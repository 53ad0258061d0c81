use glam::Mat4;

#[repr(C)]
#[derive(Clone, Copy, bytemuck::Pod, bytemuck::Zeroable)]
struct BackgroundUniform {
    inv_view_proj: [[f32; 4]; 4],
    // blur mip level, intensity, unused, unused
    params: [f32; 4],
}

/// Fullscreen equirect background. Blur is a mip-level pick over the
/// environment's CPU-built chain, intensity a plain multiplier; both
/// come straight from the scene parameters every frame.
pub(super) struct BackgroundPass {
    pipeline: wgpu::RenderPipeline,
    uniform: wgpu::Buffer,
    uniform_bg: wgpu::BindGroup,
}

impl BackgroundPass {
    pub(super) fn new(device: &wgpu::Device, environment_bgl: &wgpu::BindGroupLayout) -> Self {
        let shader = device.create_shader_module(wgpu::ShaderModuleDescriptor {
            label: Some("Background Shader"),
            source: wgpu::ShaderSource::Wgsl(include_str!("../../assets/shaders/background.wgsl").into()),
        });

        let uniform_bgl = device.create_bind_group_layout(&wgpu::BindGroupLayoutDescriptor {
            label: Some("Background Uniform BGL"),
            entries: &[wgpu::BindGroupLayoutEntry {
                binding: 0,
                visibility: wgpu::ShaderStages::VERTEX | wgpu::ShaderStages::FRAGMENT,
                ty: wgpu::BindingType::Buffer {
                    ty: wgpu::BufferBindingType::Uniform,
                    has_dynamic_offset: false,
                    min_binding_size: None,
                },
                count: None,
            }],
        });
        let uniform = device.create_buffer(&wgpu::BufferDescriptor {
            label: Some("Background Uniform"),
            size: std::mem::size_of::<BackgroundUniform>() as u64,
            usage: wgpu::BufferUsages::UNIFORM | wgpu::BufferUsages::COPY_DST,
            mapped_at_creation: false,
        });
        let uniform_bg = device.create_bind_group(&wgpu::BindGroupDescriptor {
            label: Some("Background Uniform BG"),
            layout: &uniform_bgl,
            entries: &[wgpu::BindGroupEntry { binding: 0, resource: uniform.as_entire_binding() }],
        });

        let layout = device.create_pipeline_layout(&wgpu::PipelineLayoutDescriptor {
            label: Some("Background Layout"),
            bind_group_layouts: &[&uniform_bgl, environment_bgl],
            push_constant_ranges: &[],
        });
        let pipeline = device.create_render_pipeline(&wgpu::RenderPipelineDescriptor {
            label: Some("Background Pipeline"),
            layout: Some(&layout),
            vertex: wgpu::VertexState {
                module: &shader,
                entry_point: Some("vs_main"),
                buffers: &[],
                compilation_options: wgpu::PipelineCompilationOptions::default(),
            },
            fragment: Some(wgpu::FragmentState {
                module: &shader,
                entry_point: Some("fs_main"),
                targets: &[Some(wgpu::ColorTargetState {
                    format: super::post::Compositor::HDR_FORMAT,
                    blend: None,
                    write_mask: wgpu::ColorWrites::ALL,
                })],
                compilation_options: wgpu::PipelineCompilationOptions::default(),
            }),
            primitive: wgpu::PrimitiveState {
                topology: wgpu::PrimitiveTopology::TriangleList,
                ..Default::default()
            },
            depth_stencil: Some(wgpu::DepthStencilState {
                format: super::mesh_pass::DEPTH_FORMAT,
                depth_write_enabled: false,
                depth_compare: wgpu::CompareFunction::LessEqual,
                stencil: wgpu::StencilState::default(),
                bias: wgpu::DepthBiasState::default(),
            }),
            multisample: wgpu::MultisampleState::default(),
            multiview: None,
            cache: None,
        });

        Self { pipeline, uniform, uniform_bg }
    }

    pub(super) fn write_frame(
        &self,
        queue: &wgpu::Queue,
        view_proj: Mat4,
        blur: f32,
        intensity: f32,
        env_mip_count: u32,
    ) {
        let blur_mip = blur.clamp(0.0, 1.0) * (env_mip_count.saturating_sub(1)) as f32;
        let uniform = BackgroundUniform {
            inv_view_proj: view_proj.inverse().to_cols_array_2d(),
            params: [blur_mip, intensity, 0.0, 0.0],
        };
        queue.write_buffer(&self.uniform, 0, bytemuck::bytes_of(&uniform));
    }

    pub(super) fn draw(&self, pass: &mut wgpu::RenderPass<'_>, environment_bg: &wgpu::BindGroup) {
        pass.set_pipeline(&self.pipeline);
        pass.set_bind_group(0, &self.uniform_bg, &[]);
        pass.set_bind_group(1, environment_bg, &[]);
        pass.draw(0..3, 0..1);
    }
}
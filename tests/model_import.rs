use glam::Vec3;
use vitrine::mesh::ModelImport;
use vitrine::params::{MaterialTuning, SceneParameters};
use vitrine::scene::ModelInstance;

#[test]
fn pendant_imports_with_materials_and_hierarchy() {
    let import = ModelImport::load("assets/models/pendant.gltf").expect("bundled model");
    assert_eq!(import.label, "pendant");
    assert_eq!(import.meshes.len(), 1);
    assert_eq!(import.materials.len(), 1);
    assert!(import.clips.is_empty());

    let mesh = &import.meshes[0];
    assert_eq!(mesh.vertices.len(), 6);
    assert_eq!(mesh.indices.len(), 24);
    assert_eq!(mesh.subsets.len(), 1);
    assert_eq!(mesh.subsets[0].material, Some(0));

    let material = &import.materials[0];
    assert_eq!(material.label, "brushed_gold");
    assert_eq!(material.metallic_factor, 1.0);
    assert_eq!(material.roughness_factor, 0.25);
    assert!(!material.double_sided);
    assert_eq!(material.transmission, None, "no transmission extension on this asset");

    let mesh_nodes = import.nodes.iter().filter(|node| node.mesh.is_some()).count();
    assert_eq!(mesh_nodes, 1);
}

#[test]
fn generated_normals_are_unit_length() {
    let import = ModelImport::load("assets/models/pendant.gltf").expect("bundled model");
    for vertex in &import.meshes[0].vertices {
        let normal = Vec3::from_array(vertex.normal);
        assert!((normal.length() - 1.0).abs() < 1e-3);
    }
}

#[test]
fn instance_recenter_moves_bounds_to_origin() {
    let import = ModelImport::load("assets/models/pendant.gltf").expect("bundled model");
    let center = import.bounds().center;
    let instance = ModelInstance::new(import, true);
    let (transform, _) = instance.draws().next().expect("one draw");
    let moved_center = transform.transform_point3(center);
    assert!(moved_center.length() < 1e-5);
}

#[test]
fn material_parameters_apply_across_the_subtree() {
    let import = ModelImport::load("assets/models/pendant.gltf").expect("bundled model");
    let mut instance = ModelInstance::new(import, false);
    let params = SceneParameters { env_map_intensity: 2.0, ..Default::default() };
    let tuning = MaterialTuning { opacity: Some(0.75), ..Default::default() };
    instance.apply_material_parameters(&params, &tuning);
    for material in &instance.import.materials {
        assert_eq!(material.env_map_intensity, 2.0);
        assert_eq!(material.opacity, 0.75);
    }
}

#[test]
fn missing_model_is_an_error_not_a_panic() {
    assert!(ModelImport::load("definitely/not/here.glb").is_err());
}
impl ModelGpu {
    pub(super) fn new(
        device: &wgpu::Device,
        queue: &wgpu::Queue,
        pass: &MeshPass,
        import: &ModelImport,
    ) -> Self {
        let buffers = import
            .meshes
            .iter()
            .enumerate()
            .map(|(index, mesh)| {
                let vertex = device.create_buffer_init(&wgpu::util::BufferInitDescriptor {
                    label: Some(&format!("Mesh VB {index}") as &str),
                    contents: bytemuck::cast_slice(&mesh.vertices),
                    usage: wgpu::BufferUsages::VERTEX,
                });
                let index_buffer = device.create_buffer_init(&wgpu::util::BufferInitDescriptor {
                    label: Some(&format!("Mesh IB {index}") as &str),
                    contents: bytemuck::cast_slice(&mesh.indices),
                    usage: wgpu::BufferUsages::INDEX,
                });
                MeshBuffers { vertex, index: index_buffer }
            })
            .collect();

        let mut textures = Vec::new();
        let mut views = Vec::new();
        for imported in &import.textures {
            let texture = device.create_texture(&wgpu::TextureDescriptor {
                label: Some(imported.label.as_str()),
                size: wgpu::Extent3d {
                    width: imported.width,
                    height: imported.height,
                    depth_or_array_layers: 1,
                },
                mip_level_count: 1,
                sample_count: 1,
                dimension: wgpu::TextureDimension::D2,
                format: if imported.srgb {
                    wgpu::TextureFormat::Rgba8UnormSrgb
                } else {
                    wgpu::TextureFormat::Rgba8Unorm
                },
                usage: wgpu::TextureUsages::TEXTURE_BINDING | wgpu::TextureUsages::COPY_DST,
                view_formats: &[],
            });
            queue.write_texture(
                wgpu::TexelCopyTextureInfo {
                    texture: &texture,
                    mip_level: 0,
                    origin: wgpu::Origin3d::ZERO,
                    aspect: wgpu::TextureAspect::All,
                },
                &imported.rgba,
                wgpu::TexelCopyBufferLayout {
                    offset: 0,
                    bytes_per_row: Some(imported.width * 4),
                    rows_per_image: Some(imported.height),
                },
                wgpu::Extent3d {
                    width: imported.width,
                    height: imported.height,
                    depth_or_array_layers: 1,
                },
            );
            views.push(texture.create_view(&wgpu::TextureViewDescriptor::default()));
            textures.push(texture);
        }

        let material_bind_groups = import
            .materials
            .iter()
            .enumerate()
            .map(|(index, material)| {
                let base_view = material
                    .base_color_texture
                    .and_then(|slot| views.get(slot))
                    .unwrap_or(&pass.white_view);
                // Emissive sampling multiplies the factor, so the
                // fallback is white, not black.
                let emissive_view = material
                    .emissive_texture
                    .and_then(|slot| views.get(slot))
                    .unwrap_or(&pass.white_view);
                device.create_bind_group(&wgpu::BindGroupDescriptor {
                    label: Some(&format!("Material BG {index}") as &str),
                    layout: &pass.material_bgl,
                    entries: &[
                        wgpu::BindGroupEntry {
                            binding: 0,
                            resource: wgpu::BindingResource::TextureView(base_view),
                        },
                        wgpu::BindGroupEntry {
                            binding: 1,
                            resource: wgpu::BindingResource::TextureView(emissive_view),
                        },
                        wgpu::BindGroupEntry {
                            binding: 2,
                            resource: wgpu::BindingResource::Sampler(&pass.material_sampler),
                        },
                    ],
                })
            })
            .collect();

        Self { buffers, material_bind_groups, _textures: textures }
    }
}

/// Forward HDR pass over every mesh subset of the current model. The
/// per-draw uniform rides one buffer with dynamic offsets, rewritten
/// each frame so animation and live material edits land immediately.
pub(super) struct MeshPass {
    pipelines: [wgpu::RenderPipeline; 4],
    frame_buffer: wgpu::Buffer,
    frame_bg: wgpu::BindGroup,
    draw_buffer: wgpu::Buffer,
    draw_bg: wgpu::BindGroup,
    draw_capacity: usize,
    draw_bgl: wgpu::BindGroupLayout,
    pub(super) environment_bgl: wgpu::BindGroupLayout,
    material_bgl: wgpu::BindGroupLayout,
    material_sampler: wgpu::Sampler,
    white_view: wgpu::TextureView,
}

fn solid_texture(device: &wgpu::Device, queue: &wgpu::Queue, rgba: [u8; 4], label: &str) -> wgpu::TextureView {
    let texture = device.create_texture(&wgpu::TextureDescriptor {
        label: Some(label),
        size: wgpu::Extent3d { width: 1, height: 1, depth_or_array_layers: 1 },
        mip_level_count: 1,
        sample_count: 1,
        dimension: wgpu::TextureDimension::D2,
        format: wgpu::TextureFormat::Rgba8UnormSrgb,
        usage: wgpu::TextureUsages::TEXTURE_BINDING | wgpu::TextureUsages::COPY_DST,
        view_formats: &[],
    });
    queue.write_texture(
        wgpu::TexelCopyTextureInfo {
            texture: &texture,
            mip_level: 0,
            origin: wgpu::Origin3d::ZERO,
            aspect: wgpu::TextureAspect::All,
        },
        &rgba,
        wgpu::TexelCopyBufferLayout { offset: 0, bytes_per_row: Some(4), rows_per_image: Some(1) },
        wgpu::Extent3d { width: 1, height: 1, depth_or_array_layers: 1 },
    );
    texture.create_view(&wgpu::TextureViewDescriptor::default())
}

┄┄┄┄┄┄┄┄┄┄┄┄┄┄┄┄┄┄┄┄

**Instructions to follow**
All lines above containing the string "BufferInitDescriptor" are to be collected.

**Solution**
                let vertex = device.create_buffer_init(&wgpu::util::BufferInitDescriptor {
                let index_buffer = device.create_buffer_init(&wgpu::util::BufferInitDescriptor {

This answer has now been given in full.